*** Opening Excerpted records ***

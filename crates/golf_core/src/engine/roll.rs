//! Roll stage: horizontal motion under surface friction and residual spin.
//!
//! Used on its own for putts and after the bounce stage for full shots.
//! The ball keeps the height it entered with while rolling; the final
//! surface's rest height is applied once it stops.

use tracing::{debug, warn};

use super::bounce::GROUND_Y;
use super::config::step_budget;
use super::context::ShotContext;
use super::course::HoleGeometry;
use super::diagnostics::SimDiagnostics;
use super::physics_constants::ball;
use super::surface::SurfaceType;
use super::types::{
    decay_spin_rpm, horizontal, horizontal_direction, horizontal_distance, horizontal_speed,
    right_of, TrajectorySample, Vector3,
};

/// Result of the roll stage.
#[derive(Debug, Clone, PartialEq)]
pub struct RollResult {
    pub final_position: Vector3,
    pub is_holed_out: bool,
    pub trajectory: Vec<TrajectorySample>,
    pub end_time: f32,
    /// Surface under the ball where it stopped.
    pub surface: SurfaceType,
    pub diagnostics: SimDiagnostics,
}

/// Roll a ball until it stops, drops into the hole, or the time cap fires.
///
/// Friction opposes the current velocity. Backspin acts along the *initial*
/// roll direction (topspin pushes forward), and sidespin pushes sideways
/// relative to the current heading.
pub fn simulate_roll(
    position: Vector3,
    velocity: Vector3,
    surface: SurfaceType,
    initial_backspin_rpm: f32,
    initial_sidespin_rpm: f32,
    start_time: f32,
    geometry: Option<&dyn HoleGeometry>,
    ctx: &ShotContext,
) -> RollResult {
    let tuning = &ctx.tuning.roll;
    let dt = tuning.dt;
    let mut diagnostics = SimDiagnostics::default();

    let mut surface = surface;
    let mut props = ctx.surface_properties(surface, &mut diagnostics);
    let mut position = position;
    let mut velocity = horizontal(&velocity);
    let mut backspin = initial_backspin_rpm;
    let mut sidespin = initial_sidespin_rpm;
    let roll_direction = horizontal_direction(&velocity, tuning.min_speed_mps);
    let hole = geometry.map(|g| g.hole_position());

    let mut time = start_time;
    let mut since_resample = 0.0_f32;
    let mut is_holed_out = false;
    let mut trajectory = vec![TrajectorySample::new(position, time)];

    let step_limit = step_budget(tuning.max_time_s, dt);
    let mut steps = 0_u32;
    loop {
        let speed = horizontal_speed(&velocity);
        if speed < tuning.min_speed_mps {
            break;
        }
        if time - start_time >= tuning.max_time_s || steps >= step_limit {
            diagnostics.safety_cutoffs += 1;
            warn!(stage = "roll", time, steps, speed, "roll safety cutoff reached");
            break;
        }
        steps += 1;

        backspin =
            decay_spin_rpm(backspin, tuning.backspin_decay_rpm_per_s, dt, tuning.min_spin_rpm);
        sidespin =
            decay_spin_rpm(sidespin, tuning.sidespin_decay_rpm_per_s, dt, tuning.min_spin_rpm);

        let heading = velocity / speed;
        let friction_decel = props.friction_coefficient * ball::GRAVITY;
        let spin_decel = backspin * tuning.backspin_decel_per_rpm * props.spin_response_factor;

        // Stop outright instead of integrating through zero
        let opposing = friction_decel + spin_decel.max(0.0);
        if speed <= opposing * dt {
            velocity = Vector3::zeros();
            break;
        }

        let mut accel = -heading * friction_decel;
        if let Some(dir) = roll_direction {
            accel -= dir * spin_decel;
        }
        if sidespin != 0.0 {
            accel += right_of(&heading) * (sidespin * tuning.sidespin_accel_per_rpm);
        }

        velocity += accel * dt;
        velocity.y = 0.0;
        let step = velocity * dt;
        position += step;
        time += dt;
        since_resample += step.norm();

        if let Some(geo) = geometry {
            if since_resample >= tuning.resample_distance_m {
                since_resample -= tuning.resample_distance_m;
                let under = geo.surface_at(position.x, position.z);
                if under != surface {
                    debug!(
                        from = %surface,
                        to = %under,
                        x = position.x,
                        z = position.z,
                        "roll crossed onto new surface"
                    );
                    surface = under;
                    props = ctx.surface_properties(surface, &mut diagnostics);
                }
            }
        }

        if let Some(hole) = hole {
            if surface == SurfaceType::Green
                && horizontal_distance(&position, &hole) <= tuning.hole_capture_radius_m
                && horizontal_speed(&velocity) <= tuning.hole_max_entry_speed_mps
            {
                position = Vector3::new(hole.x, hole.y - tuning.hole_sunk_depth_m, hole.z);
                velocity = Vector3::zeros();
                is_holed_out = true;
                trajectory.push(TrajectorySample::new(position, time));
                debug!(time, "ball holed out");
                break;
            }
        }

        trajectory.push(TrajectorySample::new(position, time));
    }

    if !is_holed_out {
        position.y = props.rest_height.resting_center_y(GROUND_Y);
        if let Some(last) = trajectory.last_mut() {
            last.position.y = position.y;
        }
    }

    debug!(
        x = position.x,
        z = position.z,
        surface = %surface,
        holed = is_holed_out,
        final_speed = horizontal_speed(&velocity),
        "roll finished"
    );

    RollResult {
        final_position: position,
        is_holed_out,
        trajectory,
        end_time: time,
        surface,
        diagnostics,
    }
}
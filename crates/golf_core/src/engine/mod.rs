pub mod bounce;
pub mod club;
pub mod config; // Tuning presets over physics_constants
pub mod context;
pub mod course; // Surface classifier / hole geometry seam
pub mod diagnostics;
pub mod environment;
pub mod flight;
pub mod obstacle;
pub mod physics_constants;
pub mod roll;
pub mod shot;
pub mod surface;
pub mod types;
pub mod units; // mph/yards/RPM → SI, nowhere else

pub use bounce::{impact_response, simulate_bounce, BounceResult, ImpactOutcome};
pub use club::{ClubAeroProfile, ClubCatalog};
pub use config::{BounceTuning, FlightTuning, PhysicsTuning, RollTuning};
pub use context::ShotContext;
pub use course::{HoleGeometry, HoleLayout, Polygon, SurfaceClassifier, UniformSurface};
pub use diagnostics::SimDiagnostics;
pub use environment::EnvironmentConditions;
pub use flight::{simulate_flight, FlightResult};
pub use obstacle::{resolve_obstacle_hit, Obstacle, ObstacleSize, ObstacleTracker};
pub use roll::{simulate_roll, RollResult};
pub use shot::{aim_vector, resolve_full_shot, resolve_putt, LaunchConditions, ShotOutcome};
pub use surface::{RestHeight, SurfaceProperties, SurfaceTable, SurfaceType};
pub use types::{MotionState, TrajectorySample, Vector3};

*** Closing Excerpted records ***
*** Opening Excerpted records ***

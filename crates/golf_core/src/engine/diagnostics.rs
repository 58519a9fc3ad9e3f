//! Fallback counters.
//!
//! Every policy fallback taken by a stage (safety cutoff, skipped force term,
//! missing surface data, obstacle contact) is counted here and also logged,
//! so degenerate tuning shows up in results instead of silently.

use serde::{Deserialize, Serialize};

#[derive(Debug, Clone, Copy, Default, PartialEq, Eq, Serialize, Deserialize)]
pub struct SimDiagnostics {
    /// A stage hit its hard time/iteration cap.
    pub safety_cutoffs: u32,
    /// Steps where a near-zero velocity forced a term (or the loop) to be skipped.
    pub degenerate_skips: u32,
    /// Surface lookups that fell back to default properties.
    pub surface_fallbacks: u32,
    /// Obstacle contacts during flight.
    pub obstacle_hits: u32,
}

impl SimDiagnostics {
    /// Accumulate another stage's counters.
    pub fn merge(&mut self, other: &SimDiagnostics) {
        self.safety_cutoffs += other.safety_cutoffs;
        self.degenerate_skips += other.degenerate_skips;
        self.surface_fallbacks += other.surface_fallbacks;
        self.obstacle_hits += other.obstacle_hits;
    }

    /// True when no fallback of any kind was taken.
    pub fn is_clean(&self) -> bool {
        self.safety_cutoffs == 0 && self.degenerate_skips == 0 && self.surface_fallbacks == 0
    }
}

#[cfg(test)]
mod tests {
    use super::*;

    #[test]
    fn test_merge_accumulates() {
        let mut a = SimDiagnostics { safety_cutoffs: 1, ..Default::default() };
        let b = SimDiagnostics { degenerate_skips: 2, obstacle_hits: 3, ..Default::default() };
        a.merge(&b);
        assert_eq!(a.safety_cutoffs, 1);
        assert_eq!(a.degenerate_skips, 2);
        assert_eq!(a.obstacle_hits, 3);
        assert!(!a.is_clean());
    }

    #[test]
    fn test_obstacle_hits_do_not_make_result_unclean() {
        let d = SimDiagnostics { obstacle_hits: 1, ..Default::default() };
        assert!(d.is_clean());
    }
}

*** Closing Excerpted records ***

Go through the entries above, and wherever a line holds the word "course", copy that line.

use super::course::HoleGeometry;
pub mod course; // Surface classifier / hole geometry seam
pub use course::{HoleGeometry, HoleLayout, Polygon, SurfaceClassifier, UniformSurface};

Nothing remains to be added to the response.